The vulnerability patterns from the previous section apply to custom servers equally.

For unpublished personal servers, testing can be informal — iterate while running.
A local LLM plus custom server completes the tool chain without any cloud API, which suits offline or privacy-focused setups.

Building one reveals the weight of multi-tool servers

Writing a single server.tool() makes you feel how tool name, argument JSON Schema, and description ship to the model together.
One tool’s schema is small, but imagine a typical published server with “filesystem + git + shell + search + browser” — tool definitions alone become hundreds of tokens.

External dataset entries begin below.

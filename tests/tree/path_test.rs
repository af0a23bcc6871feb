// tests/tree/path_test.rs
use std::sync::atomic::{AtomicUsize, Ordering};
use std::sync::Arc;

use async_trait::async_trait;
use insta::assert_snapshot;
use object_explorer::tree::{self, path, ChildDescriptor, NodeExpander, NodeKind, ObjectMetadata, TreeNode};

fn attach(parent: &Arc<TreeNode>, desc: ChildDescriptor) -> Arc<TreeNode> {
    let node = TreeNode::from_descriptor(desc);
    parent.add_child(node.clone());
    node
}

/// srv/Databases/{sales, System Databases/master}
fn sample_tree() -> Arc<TreeNode> {
    let root = TreeNode::root("srv", None);
    let dbs = attach(&root, ChildDescriptor::folder(NodeKind::DatabasesFolder));
    let system = attach(&dbs, ChildDescriptor::folder(NodeKind::SystemDatabasesFolder));
    attach(&dbs, ChildDescriptor::new(NodeKind::Database, "sales"));
    attach(&system, ChildDescriptor::new(NodeKind::Database, "master"));
    root
}

/// Populates every node it is asked about with a fixed set of children.
struct CountingExpander {
    calls: AtomicUsize,
}

#[async_trait]
impl NodeExpander for CountingExpander {
    async fn expand_node(&self, node: &Arc<TreeNode>) -> Vec<Arc<TreeNode>> {
        self.calls.fetch_add(1, Ordering::SeqCst);
        let children = node.children_collection();
        children.begin_init();
        if node.kind() == NodeKind::Database {
            node.add_child(TreeNode::from_descriptor(ChildDescriptor::folder(NodeKind::TablesFolder)));
        }
        if node.kind() == NodeKind::TablesFolder {
            node.add_child(TreeNode::from_descriptor(ChildDescriptor::object(
                NodeKind::Table,
                ObjectMetadata::new("Table", "orders").with_schema("dbo"),
            )));
        }
        children.end_init();
        node.children()
    }
}

#[test]
fn test_object_path_uses_qualified_name() {
    let root = sample_tree();
    let sales = tree::find_node(&root, "srv/Databases/sales").unwrap();
    let tables = attach(&sales, ChildDescriptor::folder(NodeKind::TablesFolder));
    let orders = attach(
        &tables,
        ChildDescriptor::object(NodeKind::Table, ObjectMetadata::new("Table", "orders").with_schema("dbo")),
    );

    assert_snapshot!(orders.path(), @"srv/Databases/sales/Tables/dbo.orders");
    assert_eq!(orders.label(), "dbo.orders");
}

#[test]
fn test_system_database_path() {
    let root = sample_tree();
    let master = tree::find_node(&root, "srv/Databases/System Databases/master").unwrap();
    assert_eq!(master.kind(), NodeKind::Database);
    assert!(master.descriptor().under_system_databases());
}

#[test]
fn test_descriptor_lineage_root_first() {
    let root = sample_tree();
    let master = tree::find_node(&root, "srv/Databases/System Databases/master").unwrap();
    let lineage: Vec<_> = master
        .descriptor()
        .lineage
        .into_iter()
        .map(|entry| entry.value)
        .collect();
    assert_eq!(lineage, vec!["srv", "Databases", "System Databases", "master"]);
}

#[test]
fn test_find_node_rejects_partial_segment() {
    let root = sample_tree();
    assert!(tree::find_node(&root, "srv/Data").is_none());
    assert!(tree::find_node(&root, "srv/Databases/sal").is_none());
}

#[tokio::test]
async fn test_resolve_expands_only_along_target() {
    let root = sample_tree();
    let expander = CountingExpander {
        calls: AtomicUsize::new(0),
    };

    let target = path::join(&root.path(), "Databases/sales/Tables/dbo.orders");
    let found = tree::resolve(&root, &target, Some(&expander)).await.unwrap();

    assert_eq!(found.kind(), NodeKind::Table);
    assert_eq!(found.path(), target);
    // srv, Databases, sales and its Tables folder. master stays untouched.
    assert_eq!(expander.calls.load(Ordering::SeqCst), 4);
    let master = tree::find_node(&root, "srv/Databases/System Databases/master").unwrap();
    assert!(master.children().is_empty());
}

#[tokio::test]
async fn test_resolve_without_expander_is_find() {
    let root = sample_tree();
    assert!(tree::resolve(&root, "srv/Databases/sales/Tables", None)
        .await
        .is_none());
    assert!(tree::resolve(&root, "srv/Databases/sales", None).await.is_some());
}

#[tokio::test]
async fn test_resolve_stale_path_is_none() {
    let root = sample_tree();
    let expander = CountingExpander {
        calls: AtomicUsize::new(0),
    };
    let found = tree::resolve(&root, "srv/Databases/gone/Tables", Some(&expander)).await;
    assert!(found.is_none());
    // Only the ancestors of the missing database were expanded.
    assert_eq!(expander.calls.load(Ordering::SeqCst), 2);
}

#[tokio::test]
async fn test_every_path_resolves_to_its_node() {
    let root = sample_tree();
    let mut stack = vec![root.clone()];
    while let Some(node) = stack.pop() {
        let found = tree::resolve(&root, &node.path(), None).await.unwrap();
        assert!(Arc::ptr_eq(&found, &node), "{} did not round-trip", node.path());
        stack.extend(node.children());
    }
}
//! Expansion strategies.
//!
//! An expansion strategy produces the children of a node from a backend
//! connection. Several strategies may apply to one parent kind; they run in
//! registration order and their results are merged.
//!
//! # Example
//!
//! ```ignore
//! use object_explorer::expansion::{FolderStrategy, StrategyRegistry};
//! use object_explorer::tree::NodeKind;
//!
//! let strategies = StrategyRegistry::new()
//!     .with(FolderStrategy::new(NodeKind::Server).folder(NodeKind::DatabasesFolder, 0))
//!     .with(my_database_strategy);
//! ```

mod filter;
mod folders;
mod registry;

use async_trait::async_trait;
use thiserror::Error;
use tokio_util::sync::CancellationToken;

use crate::tree::{ChildDescriptor, NodeDescriptor, NodeKind};
use crate::worker::WorkerError;

pub use filter::{filters_for_platform, matches_all, FilterOperator, NodeFilter, PropertyFilter, ValidFor};
pub use folders::FolderStrategy;
pub use registry::StrategyRegistry;

/// Errors raised by a single strategy. They are contained at the node level.
#[derive(Error, Debug)]
pub enum StrategyError {
    /// Worker transport failure.
    #[error(transparent)]
    Worker(#[from] WorkerError),

    /// Backend-reported failure.
    #[error("{0}")]
    Backend(String),

    /// The strategy was invoked for a parent it does not handle.
    #[error("strategy {strategy} does not support parent kind {kind}")]
    UnsupportedParent {
        strategy: String,
        kind: NodeKind,
    },
}

impl StrategyError {
    pub fn backend(message: impl Into<String>) -> Self {
        Self::Backend(message.into())
    }
}

/// Inputs for one strategy invocation.
#[derive(Debug, Clone, Copy)]
pub struct ExpandRequest<'a> {
    pub parent: &'a NodeDescriptor,
    pub refresh: bool,
    pub name_filter: Option<&'a str>,
    pub include_system_objects: bool,
    /// The strategy's own filters, narrowed to the session's platform.
    pub filters: &'a [NodeFilter],
}

/// Produces the children of nodes of the kinds it supports.
#[async_trait]
pub trait ExpansionStrategy<C>: Send + Sync {
    /// Name used in logs.
    fn name(&self) -> &str;

    /// Parent kinds this strategy applies to.
    fn supported_parents(&self) -> &[NodeKind];

    /// Declarative property filters, forwarded with each request.
    fn filters(&self) -> &[NodeFilter] {
        &[]
    }

    /// Produce child descriptors. Long-running backends should observe
    /// `cancel`.
    async fn expand(
        &self,
        request: ExpandRequest<'_>,
        connection: &C,
        cancel: &CancellationToken,
    ) -> Result<Vec<ChildDescriptor>, StrategyError>;
}

/// What a node needs from its session to populate itself.
pub struct PopulateContext<'a, C> {
    pub strategies: &'a StrategyRegistry<C>,
    /// The bound backend connection, valid for this population only.
    pub connection: &'a C,
    pub platform: ValidFor,
    pub include_system_objects: bool,
}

The Zod schema in server.tool() gets converted to JSON Schema by the MCP host and packed into the model’s system message or tool definition.
Ten tools means ten schemas and descriptions sent every turn.
At 128k or 200k context this is noise, but at 8k or 32k on Ollama it starts crowding out the actual conversation.

One multi-tool server vs. single-tool servers enabled on demand.
Once you’ve built one, the lightness of the latter becomes concrete.
A one-tool-one-server split means unused schemas never reach the model.
Under local LLM context constraints, that gap directly affects response quality.